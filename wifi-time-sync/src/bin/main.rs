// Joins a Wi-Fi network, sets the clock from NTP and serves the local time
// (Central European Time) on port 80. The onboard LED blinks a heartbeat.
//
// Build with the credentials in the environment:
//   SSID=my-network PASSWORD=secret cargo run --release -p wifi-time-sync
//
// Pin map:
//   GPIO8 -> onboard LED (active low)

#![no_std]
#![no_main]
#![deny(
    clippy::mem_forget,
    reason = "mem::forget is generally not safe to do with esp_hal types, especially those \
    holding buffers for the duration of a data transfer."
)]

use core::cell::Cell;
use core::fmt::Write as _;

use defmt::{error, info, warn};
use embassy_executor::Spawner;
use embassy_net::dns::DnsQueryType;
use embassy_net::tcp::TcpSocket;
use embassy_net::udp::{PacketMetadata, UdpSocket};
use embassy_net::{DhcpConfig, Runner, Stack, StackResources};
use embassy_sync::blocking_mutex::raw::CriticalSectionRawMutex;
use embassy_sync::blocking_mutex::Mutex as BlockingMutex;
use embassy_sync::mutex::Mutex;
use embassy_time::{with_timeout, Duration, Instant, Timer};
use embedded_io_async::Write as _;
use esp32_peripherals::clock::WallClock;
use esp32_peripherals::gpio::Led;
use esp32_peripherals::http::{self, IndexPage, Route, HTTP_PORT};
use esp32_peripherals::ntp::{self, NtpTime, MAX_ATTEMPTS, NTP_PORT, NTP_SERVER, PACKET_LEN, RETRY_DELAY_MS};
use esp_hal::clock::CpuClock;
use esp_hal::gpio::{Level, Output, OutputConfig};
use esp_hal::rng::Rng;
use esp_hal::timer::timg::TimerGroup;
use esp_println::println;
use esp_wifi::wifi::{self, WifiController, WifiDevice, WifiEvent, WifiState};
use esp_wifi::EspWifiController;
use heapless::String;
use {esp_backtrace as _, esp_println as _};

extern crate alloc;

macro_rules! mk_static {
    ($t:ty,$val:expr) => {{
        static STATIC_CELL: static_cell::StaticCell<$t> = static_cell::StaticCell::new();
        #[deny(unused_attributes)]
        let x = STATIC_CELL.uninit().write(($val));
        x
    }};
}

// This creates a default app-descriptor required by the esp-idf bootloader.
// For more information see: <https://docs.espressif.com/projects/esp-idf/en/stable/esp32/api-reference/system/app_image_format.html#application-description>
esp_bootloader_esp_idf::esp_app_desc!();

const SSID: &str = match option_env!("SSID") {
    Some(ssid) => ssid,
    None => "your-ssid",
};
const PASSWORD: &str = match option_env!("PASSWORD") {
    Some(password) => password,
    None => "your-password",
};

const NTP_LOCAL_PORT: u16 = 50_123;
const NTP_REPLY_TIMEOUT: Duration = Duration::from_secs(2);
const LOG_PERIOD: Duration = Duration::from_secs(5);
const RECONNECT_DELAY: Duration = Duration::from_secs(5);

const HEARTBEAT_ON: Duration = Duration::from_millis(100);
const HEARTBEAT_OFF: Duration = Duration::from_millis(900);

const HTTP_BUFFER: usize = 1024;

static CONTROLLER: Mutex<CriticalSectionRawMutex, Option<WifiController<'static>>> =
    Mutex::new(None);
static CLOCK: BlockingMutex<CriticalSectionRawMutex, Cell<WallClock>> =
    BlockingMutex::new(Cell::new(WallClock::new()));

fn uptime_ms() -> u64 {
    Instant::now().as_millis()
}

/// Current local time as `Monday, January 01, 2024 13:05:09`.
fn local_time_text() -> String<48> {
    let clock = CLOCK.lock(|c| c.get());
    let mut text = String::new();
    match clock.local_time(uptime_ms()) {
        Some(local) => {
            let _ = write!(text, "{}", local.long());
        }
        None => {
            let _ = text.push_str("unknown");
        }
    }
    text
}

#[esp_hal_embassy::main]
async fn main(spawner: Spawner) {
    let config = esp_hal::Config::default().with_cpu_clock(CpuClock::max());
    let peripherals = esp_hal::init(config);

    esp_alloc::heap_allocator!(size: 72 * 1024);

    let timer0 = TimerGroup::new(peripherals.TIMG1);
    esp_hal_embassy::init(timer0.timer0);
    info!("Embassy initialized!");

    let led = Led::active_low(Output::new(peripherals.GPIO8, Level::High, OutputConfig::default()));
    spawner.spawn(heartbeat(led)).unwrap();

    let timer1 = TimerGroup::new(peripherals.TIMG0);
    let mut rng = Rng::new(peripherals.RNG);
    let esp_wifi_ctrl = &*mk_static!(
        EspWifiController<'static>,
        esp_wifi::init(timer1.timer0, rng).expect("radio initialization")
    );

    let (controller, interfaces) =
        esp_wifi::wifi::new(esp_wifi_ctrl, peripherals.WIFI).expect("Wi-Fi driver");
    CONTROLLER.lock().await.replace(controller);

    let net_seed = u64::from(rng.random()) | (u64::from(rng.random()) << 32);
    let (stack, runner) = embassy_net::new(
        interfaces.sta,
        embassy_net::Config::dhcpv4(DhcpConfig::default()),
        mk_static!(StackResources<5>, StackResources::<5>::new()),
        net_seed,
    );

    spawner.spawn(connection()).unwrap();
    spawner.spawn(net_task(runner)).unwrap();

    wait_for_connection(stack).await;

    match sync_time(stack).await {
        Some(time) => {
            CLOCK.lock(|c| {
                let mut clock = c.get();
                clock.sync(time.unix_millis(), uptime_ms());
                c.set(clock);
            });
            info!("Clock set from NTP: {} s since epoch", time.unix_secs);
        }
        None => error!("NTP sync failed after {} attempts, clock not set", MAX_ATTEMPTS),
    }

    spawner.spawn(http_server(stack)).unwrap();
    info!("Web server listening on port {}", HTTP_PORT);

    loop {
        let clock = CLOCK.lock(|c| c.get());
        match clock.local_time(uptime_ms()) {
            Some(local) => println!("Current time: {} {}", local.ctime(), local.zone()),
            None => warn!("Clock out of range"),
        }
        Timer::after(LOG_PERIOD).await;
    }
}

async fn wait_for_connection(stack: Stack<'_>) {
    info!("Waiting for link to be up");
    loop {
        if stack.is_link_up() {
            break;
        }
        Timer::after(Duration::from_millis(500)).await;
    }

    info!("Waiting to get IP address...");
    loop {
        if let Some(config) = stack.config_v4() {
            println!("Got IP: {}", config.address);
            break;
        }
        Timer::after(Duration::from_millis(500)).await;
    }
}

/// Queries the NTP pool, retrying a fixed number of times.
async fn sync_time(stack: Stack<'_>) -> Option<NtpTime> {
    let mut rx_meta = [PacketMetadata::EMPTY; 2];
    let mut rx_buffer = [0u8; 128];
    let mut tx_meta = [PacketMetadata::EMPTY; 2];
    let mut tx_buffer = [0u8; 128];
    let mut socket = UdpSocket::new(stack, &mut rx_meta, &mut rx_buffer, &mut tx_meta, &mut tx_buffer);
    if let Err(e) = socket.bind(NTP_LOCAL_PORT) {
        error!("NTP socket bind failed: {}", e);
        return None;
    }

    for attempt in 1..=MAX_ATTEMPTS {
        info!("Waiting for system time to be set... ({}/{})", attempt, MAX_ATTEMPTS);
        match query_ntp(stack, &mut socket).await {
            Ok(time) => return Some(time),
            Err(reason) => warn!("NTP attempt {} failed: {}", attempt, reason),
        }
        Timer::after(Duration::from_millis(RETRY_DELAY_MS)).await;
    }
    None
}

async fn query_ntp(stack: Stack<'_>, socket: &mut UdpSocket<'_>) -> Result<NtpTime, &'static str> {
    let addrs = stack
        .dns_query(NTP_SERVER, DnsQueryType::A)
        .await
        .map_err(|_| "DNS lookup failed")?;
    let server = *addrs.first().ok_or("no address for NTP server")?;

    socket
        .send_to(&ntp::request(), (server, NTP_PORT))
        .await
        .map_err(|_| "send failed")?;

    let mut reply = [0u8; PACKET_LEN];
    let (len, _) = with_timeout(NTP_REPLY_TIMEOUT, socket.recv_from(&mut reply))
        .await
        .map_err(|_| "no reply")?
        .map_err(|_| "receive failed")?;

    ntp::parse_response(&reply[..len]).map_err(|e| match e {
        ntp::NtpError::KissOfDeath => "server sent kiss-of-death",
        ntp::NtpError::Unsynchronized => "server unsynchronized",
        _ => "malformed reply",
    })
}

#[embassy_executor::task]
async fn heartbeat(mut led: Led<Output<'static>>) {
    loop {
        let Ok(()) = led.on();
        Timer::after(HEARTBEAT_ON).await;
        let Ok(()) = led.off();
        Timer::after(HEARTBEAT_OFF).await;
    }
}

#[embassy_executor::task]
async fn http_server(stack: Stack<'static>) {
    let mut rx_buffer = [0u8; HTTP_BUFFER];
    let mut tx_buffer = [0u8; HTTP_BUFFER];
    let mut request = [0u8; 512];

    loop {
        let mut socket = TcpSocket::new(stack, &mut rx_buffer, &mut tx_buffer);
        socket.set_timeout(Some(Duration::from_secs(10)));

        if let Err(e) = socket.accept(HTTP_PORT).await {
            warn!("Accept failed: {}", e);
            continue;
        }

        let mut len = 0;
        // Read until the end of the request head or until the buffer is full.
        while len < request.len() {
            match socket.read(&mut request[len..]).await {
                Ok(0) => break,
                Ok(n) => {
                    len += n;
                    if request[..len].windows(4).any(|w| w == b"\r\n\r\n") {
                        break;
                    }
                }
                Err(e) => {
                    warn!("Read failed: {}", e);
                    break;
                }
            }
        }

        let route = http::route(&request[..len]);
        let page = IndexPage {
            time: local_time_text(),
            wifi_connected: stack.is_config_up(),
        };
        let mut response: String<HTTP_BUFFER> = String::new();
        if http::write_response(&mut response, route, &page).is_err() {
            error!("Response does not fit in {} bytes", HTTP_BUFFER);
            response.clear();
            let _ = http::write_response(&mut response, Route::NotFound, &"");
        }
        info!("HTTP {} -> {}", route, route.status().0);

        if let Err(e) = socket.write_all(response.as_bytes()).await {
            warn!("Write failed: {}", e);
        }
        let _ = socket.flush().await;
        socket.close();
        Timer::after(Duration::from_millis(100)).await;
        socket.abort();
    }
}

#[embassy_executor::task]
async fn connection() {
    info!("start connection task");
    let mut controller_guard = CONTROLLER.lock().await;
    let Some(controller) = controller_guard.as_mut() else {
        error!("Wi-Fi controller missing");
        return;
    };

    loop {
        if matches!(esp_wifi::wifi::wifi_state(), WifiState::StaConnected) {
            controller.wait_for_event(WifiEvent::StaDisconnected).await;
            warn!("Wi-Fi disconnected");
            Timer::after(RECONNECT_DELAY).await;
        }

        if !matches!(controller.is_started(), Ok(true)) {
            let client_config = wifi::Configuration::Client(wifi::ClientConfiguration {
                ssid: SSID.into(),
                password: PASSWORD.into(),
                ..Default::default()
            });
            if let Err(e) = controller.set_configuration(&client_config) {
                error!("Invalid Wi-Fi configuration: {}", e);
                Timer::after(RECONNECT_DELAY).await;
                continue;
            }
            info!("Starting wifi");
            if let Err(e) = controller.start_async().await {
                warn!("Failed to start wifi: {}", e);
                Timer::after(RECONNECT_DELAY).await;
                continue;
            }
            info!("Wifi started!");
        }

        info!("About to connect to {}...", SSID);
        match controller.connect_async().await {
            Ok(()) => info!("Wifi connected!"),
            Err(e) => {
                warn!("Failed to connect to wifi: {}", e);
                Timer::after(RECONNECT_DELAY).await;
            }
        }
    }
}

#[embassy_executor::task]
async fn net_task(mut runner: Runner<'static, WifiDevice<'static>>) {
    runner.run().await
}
+++
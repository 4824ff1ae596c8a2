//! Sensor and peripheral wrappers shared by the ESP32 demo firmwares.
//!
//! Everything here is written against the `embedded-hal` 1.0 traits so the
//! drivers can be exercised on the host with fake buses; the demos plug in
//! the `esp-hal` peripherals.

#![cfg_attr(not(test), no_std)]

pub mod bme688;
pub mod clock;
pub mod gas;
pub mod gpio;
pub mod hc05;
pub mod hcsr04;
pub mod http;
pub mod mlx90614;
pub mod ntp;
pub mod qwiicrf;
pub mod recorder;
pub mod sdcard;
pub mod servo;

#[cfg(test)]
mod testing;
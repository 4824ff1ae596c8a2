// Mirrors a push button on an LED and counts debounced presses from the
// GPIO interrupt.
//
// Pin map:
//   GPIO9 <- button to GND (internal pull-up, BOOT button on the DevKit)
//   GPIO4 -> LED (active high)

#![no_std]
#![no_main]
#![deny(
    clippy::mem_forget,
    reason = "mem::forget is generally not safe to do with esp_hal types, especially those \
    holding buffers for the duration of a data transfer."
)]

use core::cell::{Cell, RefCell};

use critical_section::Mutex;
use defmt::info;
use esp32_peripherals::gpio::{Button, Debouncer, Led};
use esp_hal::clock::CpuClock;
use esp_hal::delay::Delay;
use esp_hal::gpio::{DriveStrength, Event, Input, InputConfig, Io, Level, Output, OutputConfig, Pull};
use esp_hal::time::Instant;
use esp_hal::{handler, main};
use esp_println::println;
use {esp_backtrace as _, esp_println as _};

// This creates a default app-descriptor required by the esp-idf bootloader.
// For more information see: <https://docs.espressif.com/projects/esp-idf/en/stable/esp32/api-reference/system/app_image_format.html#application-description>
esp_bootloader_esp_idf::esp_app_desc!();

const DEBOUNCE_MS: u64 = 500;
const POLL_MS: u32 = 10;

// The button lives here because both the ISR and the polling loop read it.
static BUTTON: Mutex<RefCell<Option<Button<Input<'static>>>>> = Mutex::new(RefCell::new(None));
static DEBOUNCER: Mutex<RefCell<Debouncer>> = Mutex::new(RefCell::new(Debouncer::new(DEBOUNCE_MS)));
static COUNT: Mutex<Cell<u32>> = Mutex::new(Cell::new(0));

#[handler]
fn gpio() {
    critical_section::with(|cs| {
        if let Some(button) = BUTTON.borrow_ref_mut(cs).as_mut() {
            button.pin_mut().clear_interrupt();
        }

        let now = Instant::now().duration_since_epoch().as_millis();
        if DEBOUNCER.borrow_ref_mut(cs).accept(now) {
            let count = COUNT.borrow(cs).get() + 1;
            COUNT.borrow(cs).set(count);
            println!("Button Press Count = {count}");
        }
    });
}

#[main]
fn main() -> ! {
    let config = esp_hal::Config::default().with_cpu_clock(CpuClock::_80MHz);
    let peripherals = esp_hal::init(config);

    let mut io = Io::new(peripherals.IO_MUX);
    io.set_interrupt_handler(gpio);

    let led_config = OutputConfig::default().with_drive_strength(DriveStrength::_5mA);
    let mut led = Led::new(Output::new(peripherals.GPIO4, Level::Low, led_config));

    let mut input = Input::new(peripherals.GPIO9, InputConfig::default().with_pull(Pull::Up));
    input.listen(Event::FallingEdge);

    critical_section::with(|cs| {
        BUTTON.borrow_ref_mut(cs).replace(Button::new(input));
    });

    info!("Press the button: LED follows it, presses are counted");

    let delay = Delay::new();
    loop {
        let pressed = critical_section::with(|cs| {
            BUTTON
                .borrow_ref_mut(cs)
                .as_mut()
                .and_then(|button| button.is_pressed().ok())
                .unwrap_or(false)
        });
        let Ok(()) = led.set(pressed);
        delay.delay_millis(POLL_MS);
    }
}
+++
### Work to be completed:
From the records above, transcribe exactly the run of lines that opens with the line holding "filename wifi-time-sync/src/bin/main.rs" and closes with the line holding "Build with the", both included.

### Written reply:
filename wifi-time-sync/src/bin/main.rs
// Joins a Wi-Fi network, sets the clock from NTP and serves the local time
// (Central European Time) on port 80. The onboard LED blinks a heartbeat.
//
// Build with the credentials in the environment:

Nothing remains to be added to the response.